5. Safety signals, cautions, and competing interpretations

Not all researchers endorse serine supplementation: a UC San Diego lab reported increased PHGDH expression in Alzheimer’s brain tissue and warned that boosting serine might be unhelpful or harmful, prompting media caution even as trials proceed ^{[10] [11]}. Independent reviewers and foundations note that while phase I ALS work supports short‑term tolerability, no clinical studies have established safety of L‑serine supplementation in healthy adults and evidence for benefit in dementia remains weak pending Phase II results ^{[4] [5] [2]}.

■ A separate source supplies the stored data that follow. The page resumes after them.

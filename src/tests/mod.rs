use std::time::Duration;

use serde_json::json;
use tokio::io::{AsyncReadExt, AsyncWriteExt};
use tokio::net::TcpListener;
use wiremock::matchers::{method, path};
use wiremock::{Mock, MockServer, ResponseTemplate};

use crate::client::{ClientOptions, InventoryClient};
use crate::display::{Dashboard, DisplayContent, SequencingPolicy, Update};

async fn dashboard_for(server: &MockServer, policy: SequencingPolicy) -> Dashboard {
    let client = InventoryClient::new(ClientOptions {
        url: format!("{}/inventory", server.uri()),
        ..ClientOptions::default()
    })
    .unwrap();
    Dashboard::new(client, policy)
}

async fn fetch_once(server: &MockServer) -> DisplayContent {
    let mut dash = dashboard_for(server, SequencingPolicy::LastResolved).await;
    dash.trigger();
    assert!(dash.region().is_loading());
    let updates = dash.settle().await;
    assert_eq!(updates, vec![Update::Shown { generation: 1 }]);
    dash.region().clone()
}

async fn wait_for_requests(server: &MockServer, count: usize) {
    for _ in 0..200 {
        let seen = server
            .received_requests()
            .await
            .map(|r| r.len())
            .unwrap_or(0);
        if seen >= count {
            return;
        }
        tokio::time::sleep(Duration::from_millis(5)).await;
    }
    panic!("mock server never saw {count} request(s)");
}

fn message(content: &DisplayContent) -> &str {
    match content {
        DisplayContent::Message(text) => text,
        other => panic!("expected an error message, got {other:?}"),
    }
}

#[tokio::test]
async fn scenario_a_renders_vpc_row_and_empty_subnets() {
    let server = MockServer::start().await;
    Mock::given(method("GET"))
        .and(path("/inventory"))
        .respond_with(ResponseTemplate::new(200).set_body_string(
            r#"{"timestamp":"2024-01-01T00:00:00Z","vpcs":[{"VpcId":"vpc-1","CidrBlock":"10.0.0.0/16","IsDefault":true,"State":"available","Tags":{"Name":"main"}}],"subnets":[]}"#,
        ))
        .expect(1)
        .mount(&server)
        .await;

    let markup = match fetch_once(&server).await {
        DisplayContent::Markup(markup) => markup,
        other => panic!("expected markup, got {other:?}"),
    };
    assert!(markup.starts_with("<p>Fetched at: 2024-01-01T00:00:00Z</p>"));
    assert_eq!(markup.matches("<td>").count(), 5);
    assert!(markup.contains(r#"<td>{"Name":"main"}</td>"#));
    assert!(markup.ends_with("<th>MapPublicIpOnLaunch</th></tr></thead><tbody></tbody></table>"));
}

#[tokio::test]
async fn scenario_b_http_500_message() {
    let server = MockServer::start().await;
    Mock::given(method("GET"))
        .respond_with(ResponseTemplate::new(500))
        .expect(1)
        .mount(&server)
        .await;

    let content = fetch_once(&server).await;
    assert_eq!(
        message(&content),
        "Error fetching inventory: HTTP 500: Internal Server Error"
    );
}

/// Answers a single connection with a hand-written status line and no body.
async fn serve_status_line_once(status_line: &'static str) -> String {
    let listener = TcpListener::bind("127.0.0.1:0").await.unwrap();
    let addr = listener.local_addr().unwrap();
    tokio::spawn(async move {
        let (mut socket, _) = listener.accept().await.unwrap();
        let mut request = Vec::new();
        let mut buf = [0u8; 1024];
        while !request.windows(4).any(|w| w == b"\r\n\r\n") {
            let n = socket.read(&mut buf).await.unwrap();
            if n == 0 {
                break;
            }
            request.extend_from_slice(&buf[..n]);
        }
        let response =
            format!("{status_line}\r\nContent-Length: 0\r\nConnection: close\r\n\r\n");
        socket.write_all(response.as_bytes()).await.unwrap();
        socket.shutdown().await.unwrap();
    });
    format!("http://{addr}/inventory")
}

async fn fetch_once_from(url: String) -> DisplayContent {
    let client = InventoryClient::new(ClientOptions {
        url,
        ..ClientOptions::default()
    })
    .unwrap();
    let mut dash = Dashboard::new(client, SequencingPolicy::LastResolved);
    dash.trigger();
    dash.settle().await;
    dash.region().clone()
}

#[tokio::test]
async fn http_failure_shows_server_reason_phrase() {
    let url = serve_status_line_once("HTTP/1.1 500 Boom").await;
    let content = fetch_once_from(url).await;
    assert_eq!(message(&content), "Error fetching inventory: HTTP 500: Boom");
}

#[tokio::test]
async fn http_failure_with_unregistered_code_and_no_phrase() {
    let url = serve_status_line_once("HTTP/1.1 599 ").await;
    let content = fetch_once_from(url).await;
    assert_eq!(message(&content), "Error fetching inventory: HTTP 599");
}

#[tokio::test]
async fn http_failure_with_unregistered_code_keeps_custom_phrase() {
    let url = serve_status_line_once("HTTP/1.1 599 Custom").await;
    let content = fetch_once_from(url).await;
    assert_eq!(message(&content), "Error fetching inventory: HTTP 599: Custom");
}

#[tokio::test]
async fn scenario_c_non_json_body_message() {
    let server = MockServer::start().await;
    Mock::given(method("GET"))
        .respond_with(ResponseTemplate::new(200).set_body_string("not json"))
        .expect(1)
        .mount(&server)
        .await;

    let content = fetch_once(&server).await;
    let text = message(&content);
    assert!(text.starts_with("Error fetching inventory: Invalid JSON: "));
    assert!(text.contains("line 1 column"));
}

#[tokio::test]
async fn scenario_d_missing_arrays_message() {
    let server = MockServer::start().await;
    Mock::given(method("GET"))
        .respond_with(ResponseTemplate::new(200).set_body_json(json!({"timestamp": "t"})))
        .expect(1)
        .mount(&server)
        .await;

    let content = fetch_once(&server).await;
    assert_eq!(
        message(&content),
        "Error fetching inventory: Response missing expected vpcs or subnets arrays"
    );
}

async fn mount_slow_then_fast(server: &MockServer) {
    Mock::given(method("GET"))
        .respond_with(
            ResponseTemplate::new(200)
                .set_body_json(json!({"timestamp": "first", "vpcs": [{"VpcId": "vpc-first"}], "subnets": []}))
                .set_delay(Duration::from_millis(300)),
        )
        .up_to_n_times(1)
        .mount(server)
        .await;
    Mock::given(method("GET"))
        .respond_with(ResponseTemplate::new(200).set_body_json(
            json!({"timestamp": "second", "vpcs": [{"VpcId": "vpc-second"}], "subnets": []}),
        ))
        .mount(server)
        .await;
}

#[tokio::test]
async fn scenario_e_last_resolved_wins() {
    let server = MockServer::start().await;
    mount_slow_then_fast(&server).await;
    let mut dash = dashboard_for(&server, SequencingPolicy::LastResolved).await;

    let first = dash.trigger();
    wait_for_requests(&server, 1).await;
    let second = dash.trigger();
    assert_eq!(dash.in_flight(), 2);

    let updates = dash.settle().await;
    assert_eq!(
        updates,
        vec![
            Update::Shown { generation: second },
            Update::Shown { generation: first },
        ]
    );
    let html = dash.region().to_html();
    assert!(html.contains("vpc-first"));
    assert!(!html.contains("vpc-second"));
}

#[tokio::test]
async fn latest_request_policy_keeps_newest_trigger() {
    let server = MockServer::start().await;
    mount_slow_then_fast(&server).await;
    let mut dash = dashboard_for(&server, SequencingPolicy::LatestRequest).await;

    let first = dash.trigger();
    wait_for_requests(&server, 1).await;
    let second = dash.trigger();

    let updates = dash.settle().await;
    assert_eq!(
        updates,
        vec![
            Update::Shown { generation: second },
            Update::Stale { generation: first },
        ]
    );
    let html = dash.region().to_html();
    assert!(html.contains("vpc-second"));
    assert!(!html.contains("vpc-first"));
}

#[tokio::test]
async fn each_trigger_issues_exactly_one_request() {
    let server = MockServer::start().await;
    Mock::given(method("GET"))
        .respond_with(ResponseTemplate::new(503))
        .expect(3)
        .mount(&server)
        .await;

    let mut dash = dashboard_for(&server, SequencingPolicy::LastResolved).await;
    dash.trigger();
    dash.trigger();
    dash.trigger();
    let updates = dash.settle().await;
    assert_eq!(updates.len(), 3);
    assert_eq!(
        message(dash.region()),
        "Error fetching inventory: HTTP 503: Service Unavailable"
    );
}

#[tokio::test]
async fn missing_columns_render_blank_cells_end_to_end() {
    let server = MockServer::start().await;
    Mock::given(method("GET"))
        .respond_with(ResponseTemplate::new(200).set_body_json(json!({
            "timestamp": "t",
            "vpcs": [],
            "subnets": [{"SubnetId": "subnet-1", "Extra": "ignored"}]
        })))
        .mount(&server)
        .await;

    let html = fetch_once(&server).await.to_html();
    assert!(html.contains("<tr><td>subnet-1</td><td></td><td></td><td></td><td></td><td></td></tr>"));
    assert!(!html.contains("ignored"));
}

6. Hidden agendas, funding and the evidence gap

The trials are largely investigator‑driven and linked to nonprofit research networks (e.g., Brain Chemistry Labs/Institute for Ethnomedicine and Dartmouth investigators), which has powered both preclinical enthusiasm and the current clinical programs; some media coverage amplifies promising preclinical findings (monkey and vervet studies) that motivated the trials but can overstate translatability to humans ^{[3] [12]}. Crucially, public sources show that the Alzheimer’s Phase II is the primary active test of L‑serine for AD, and definitive efficacy and long‑term safety data are not yet available—ongoing trial results will determine whether supplementation is beneficial, neutral, or harmful ^{[2] [1] [10]}.

Bottom line

A Phase II trial registered as NCT03062449 and investigator‑led Phase II work at Dartmouth testing 30 g/day L‑serine in early Alzheimer’s are the main clinical efforts currently underway; these studies build on prior high‑dose safety testing in ALS and preclinical signals, but definitive efficacy and population safety data are pending and contested by researchers who caution against routine supplementation until trial results are reported ^{[1] [2] [4] [10]}.